Your task:
From the entries below, copy out every line with "encode" in it.

Dataset items:
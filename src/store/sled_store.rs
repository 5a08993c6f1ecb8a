//! Embedded document store backed by sled
//!
//! All collections share one tree. Keys are `{collection}:{id}` so a prefix
//! scan returns a collection in ascending id order, and a single-tree
//! transaction can cover a batch that touches several collections.

use async_trait::async_trait;
use serde_json::Value;
use sled::transaction::{ConflictableTransactionError, TransactionError};
use std::collections::BTreeSet;
use std::path::Path;
use tracing::{debug, info};

use super::{validate_collection, DocumentStore, WriteBatch, WriteOp};
use crate::document::{merge_fields, Document};
use crate::error::StoreError;

const DOCUMENTS_TREE: &str = "documents";

/// Document store backed by sled
#[derive(Debug)]
pub struct SledStore {
    db: sled::Db,
    docs: sled::Tree,
}

impl SledStore {
    /// Open or create a store at `path`
    pub fn open<P: AsRef<Path>>(path: P) -> Result<Self, StoreError> {
        let db = sled::open(path.as_ref())?;
        let docs = db.open_tree(DOCUMENTS_TREE)?;
        info!(path = %path.as_ref().display(), "Opened document store");
        Ok(Self { db, docs })
    }

    /// Number of documents across all collections
    pub fn len(&self) -> usize {
        self.docs.len()
    }

    pub fn is_empty(&self) -> bool {
        self.docs.is_empty()
    }
}

fn storage_key(collection: &str, id: &str) -> String {
    format!("{}:{}", collection, id)
}

fn encode(value: &Value) -> Result<Vec<u8>, StoreError> {
    serde_json::to_vec(value).map_err(|e| StoreError::Serialization(e.to_string()))
}

fn decode(bytes: &[u8]) -> Result<Value, StoreError> {
    serde_json::from_slice(bytes).map_err(|e| StoreError::Serialization(e.to_string()))
}

fn abort<T>(err: StoreError) -> Result<T, ConflictableTransactionError<StoreError>> {
    Err(ConflictableTransactionError::Abort(err))
}

#[async_trait]
impl DocumentStore for SledStore {
    async fn list(&self, collection: &str) -> Result<Vec<Document>, StoreError> {
        validate_collection(collection)?;
        let prefix = format!("{}:", collection);
        let mut docs = Vec::new();
        for item in self.docs.scan_prefix(prefix.as_bytes()) {
            let (key, value) = item?;
            let id = String::from_utf8_lossy(&key[prefix.len()..]).into_owned();
            docs.push(Document::new(id, decode(&value)?));
        }
        debug!(collection = %collection, count = docs.len(), "Listed collection");
        Ok(docs)
    }

    async fn get(&self, collection: &str, id: &str) -> Result<Option<Document>, StoreError> {
        validate_collection(collection)?;
        match self.docs.get(storage_key(collection, id).as_bytes())? {
            Some(bytes) => Ok(Some(Document::new(id, decode(&bytes)?))),
            None => Ok(None),
        }
    }

    async fn collections(&self) -> Result<Vec<String>, StoreError> {
        let mut names = BTreeSet::new();
        for key in self.docs.iter().keys() {
            let key = key?;
            let key = String::from_utf8_lossy(&key);
            if let Some((collection, _)) = key.split_once(':') {
                names.insert(collection.to_string());
            }
        }
        Ok(names.into_iter().collect())
    }

    async fn commit(&self, batch: WriteBatch) -> Result<(), StoreError> {
        if batch.is_empty() {
            return Ok(());
        }
        for op in batch.ops() {
            validate_collection(op.collection())?;
        }

        let result: Result<(), TransactionError<StoreError>> = self.docs.transaction(|tx| {
            for op in batch.ops() {
                let key = storage_key(op.collection(), op.id());
                match op {
                    WriteOp::Merge {
                        collection,
                        id,
                        fields,
                    } => {
                        let Some(current) = tx.get(key.as_bytes())? else {
                            return abort(StoreError::NotFound {
                                collection: collection.clone(),
                                id: id.clone(),
                            });
                        };
                        let mut value = match decode(&current) {
                            Ok(value) => value,
                            Err(e) => return abort(e),
                        };
                        merge_fields(&mut value, fields);
                        let bytes = match encode(&value) {
                            Ok(bytes) => bytes,
                            Err(e) => return abort(e),
                        };
                        tx.insert(key.as_bytes(), bytes)?;
                    }
                    WriteOp::Put { document, .. } => {
                        let bytes = match encode(&document.fields) {
                            Ok(bytes) => bytes,
                            Err(e) => return abort(e),
                        };
                        tx.insert(key.as_bytes(), bytes)?;
                    }
                }
            }
            Ok(())
        });

        match result {
            Ok(()) => {}
            Err(TransactionError::Abort(e)) => return Err(e),
            Err(TransactionError::Storage(e)) => return Err(StoreError::Database(e)),
        }

        self.db.flush_async().await?;
        debug!(ops = batch.len(), "Committed write batch");
        Ok(())
    }
}

#[cfg(test)]
mod tests {
    use super::*;
    use serde_json::json;
    use tempfile::TempDir;

    fn open_temp() -> (SledStore, TempDir) {
        let dir = TempDir::new().unwrap();
        let store = SledStore::open(dir.path().join("store.sled")).unwrap();
        (store, dir)
    }

    fn seed(collection: &str, id: &str, fields: Value) -> WriteBatch {
        let mut batch = WriteBatch::new();
        batch.put(collection, Document::new(id, fields));
        batch
    }

    #[tokio::test]
    async fn test_list_is_ordered_and_scoped_to_collection() {
        let (store, _dir) = open_temp();
        let mut batch = WriteBatch::new();
        batch
            .put("trades", Document::new("t2", json!({"status": "open"})))
            .put("trades", Document::new("t1", json!({"status": "active"})))
            .put("tradesArchive", Document::new("x", json!({})))
            .put("users", Document::new("u1", json!({})));
        store.commit(batch).await.unwrap();

        let trades = store.list("trades").await.unwrap();
        let ids: Vec<_> = trades.iter().map(|d| d.id.as_str()).collect();
        assert_eq!(ids, vec!["t1", "t2"]);

        let collections = store.collections().await.unwrap();
        assert_eq!(collections, vec!["trades", "tradesArchive", "users"]);
    }

    #[tokio::test]
    async fn test_merge_missing_document_aborts_whole_batch() {
        let (store, _dir) = open_temp();
        store
            .commit(seed("trades", "t1", json!({"status": "active"})))
            .await
            .unwrap();

        let mut batch = WriteBatch::new();
        batch
            .merge("trades", "t1", json!({"visibility": "public"}).as_object().unwrap().clone())
            .merge("trades", "missing", json!({"visibility": "public"}).as_object().unwrap().clone());

        let err = store.commit(batch).await.unwrap_err();
        assert!(matches!(err, StoreError::NotFound { .. }));

        let t1 = store.get("trades", "t1").await.unwrap().unwrap();
        assert!(!t1.has_field("visibility"));
    }

    #[tokio::test]
    async fn test_ids_may_contain_separator() {
        let (store, _dir) = open_temp();
        store
            .commit(seed("users", "auth0:42", json!({"name": "Ada"})))
            .await
            .unwrap();

        let users = store.list("users").await.unwrap();
        assert_eq!(users.len(), 1);
        assert_eq!(users[0].id, "auth0:42");
        assert!(store.get("users", "auth0:42").await.unwrap().is_some());
    }

    #[tokio::test]
    async fn test_find_by_field() {
        let (store, _dir) = open_temp();
        let mut batch = WriteBatch::new();
        batch
            .put("reputationEvents", Document::new("e1", json!({"userId": "u1", "points": 5})))
            .put("reputationEvents", Document::new("e2", json!({"userId": "u2", "points": 3})))
            .put("reputationEvents", Document::new("e3", json!({"userId": "u1", "points": 2})));
        store.commit(batch).await.unwrap();

        let events = store
            .find_by_field("reputationEvents", "userId", &json!("u1"))
            .await
            .unwrap();
        assert_eq!(events.len(), 2);
    }

    #[tokio::test]
    async fn test_reopen_persists_documents() {
        let dir = TempDir::new().unwrap();
        let path = dir.path().join("store.sled");
        {
            let store = SledStore::open(&path).unwrap();
            store
                .commit(seed("collaborations", "c1", json!({"title": "Mural"})))
                .await
                .unwrap();
        }
        let store = SledStore::open(&path).unwrap();
        assert_eq!(store.len(), 1);
    }
}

Task result:
fn encode(value: &Value) -> Result<Vec<u8>, StoreError> {
                        let bytes = match encode(&value) {
                        let bytes = match encode(&document.fields) {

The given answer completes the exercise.